- **Work order**
Reproduce every entry exactly.

Data under study below:

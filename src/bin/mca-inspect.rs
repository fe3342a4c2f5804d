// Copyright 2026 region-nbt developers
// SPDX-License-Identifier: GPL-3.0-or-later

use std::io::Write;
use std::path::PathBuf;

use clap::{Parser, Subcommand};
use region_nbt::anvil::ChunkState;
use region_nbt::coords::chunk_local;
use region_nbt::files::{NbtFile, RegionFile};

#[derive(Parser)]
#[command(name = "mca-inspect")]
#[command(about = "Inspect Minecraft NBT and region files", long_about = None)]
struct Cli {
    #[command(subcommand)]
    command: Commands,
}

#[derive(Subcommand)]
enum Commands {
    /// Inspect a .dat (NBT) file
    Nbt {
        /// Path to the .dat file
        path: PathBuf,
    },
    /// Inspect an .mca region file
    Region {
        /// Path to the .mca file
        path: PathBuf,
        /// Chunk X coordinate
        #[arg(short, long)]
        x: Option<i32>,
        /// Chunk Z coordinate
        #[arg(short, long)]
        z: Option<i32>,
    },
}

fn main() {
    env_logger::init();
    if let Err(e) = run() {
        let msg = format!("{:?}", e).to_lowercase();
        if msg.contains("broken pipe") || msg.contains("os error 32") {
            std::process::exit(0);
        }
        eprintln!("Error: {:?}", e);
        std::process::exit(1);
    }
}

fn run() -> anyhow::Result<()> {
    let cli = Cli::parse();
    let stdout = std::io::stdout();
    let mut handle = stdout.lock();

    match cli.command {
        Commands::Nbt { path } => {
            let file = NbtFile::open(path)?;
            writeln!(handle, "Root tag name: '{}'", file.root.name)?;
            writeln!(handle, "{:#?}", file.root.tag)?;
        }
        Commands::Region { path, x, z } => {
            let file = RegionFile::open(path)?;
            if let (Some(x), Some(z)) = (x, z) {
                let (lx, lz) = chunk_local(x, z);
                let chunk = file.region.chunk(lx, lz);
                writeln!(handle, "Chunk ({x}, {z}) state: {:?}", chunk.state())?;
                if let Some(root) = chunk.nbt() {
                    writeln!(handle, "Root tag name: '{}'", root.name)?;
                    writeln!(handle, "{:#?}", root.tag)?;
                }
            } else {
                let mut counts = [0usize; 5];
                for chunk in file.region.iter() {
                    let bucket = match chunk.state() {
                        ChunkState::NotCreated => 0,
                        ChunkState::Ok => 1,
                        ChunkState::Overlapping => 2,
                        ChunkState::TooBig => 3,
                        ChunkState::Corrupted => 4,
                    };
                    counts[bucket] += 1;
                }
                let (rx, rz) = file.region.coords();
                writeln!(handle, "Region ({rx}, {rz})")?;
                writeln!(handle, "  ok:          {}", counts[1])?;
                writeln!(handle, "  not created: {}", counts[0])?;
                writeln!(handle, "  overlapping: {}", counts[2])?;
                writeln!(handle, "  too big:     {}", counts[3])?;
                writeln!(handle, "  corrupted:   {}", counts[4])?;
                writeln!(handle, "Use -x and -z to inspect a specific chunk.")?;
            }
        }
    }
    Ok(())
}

End of Data under study.

- **Result**
filename src/bin/mca-inspect.rs
repository fe3342a4c2f5804d
// Copyright 2026 region-nbt developers
// SPDX-License-Identifier: GPL-3.0-or-later

use std::io::Write;
use std::path::PathBuf;

use clap::{Parser, Subcommand};
use region_nbt::anvil::ChunkState;
use region_nbt::coords::chunk_local;
use region_nbt::files::{NbtFile, RegionFile};

#[derive(Parser)]
#[command(name = "mca-inspect")]
#[command(about = "Inspect Minecraft NBT and region files", long_about = None)]
struct Cli {
    #[command(subcommand)]
    command: Commands,
}

#[derive(Subcommand)]
enum Commands {
    /// Inspect a .dat (NBT) file
    Nbt {
        /// Path to the .dat file
        path: PathBuf,
    },
    /// Inspect an .mca region file
    Region {
        /// Path to the .mca file
        path: PathBuf,
        /// Chunk X coordinate
        #[arg(short, long)]
        x: Option<i32>,
        /// Chunk Z coordinate
        #[arg(short, long)]
        z: Option<i32>,
    },
}

fn main() {
    env_logger::init();
    if let Err(e) = run() {
        let msg = format!("{:?}", e).to_lowercase();
        if msg.contains("broken pipe") || msg.contains("os error 32") {
            std::process::exit(0);
        }
        eprintln!("Error: {:?}", e);
        std::process::exit(1);
    }
}

fn run() -> anyhow::Result<()> {
    let cli = Cli::parse();
    let stdout = std::io::stdout();
    let mut handle = stdout.lock();

    match cli.command {
        Commands::Nbt { path } => {
            let file = NbtFile::open(path)?;
            writeln!(handle, "Root tag name: '{}'", file.root.name)?;
            writeln!(handle, "{:#?}", file.root.tag)?;
        }
        Commands::Region { path, x, z } => {
            let file = RegionFile::open(path)?;
            if let (Some(x), Some(z)) = (x, z) {
                let (lx, lz) = chunk_local(x, z);
                let chunk = file.region.chunk(lx, lz);
                writeln!(handle, "Chunk ({x}, {z}) state: {:?}", chunk.state())?;
                if let Some(root) = chunk.nbt() {
                    writeln!(handle, "Root tag name: '{}'", root.name)?;
                    writeln!(handle, "{:#?}", root.tag)?;
                }
            } else {
                let mut counts = [0usize; 5];
                for chunk in file.region.iter() {
                    let bucket = match chunk.state() {
                        ChunkState::NotCreated => 0,
                        ChunkState::Ok => 1,
                        ChunkState::Overlapping => 2,
                        ChunkState::TooBig => 3,
                        ChunkState::Corrupted => 4,
                    };
                    counts[bucket] += 1;
                }
                let (rx, rz) = file.region.coords();
                writeln!(handle, "Region ({rx}, {rz})")?;
                writeln!(handle, "  ok:          {}", counts[1])?;
                writeln!(handle, "  not created: {}", counts[0])?;
                writeln!(handle, "  overlapping: {}", counts[2])?;
                writeln!(handle, "  too big:     {}", counts[3])?;
                writeln!(handle, "  corrupted:   {}", counts[4])?;
                writeln!(handle, "Use -x and -z to inspect a specific chunk.")?;
            }
        }
    }
    Ok(())
}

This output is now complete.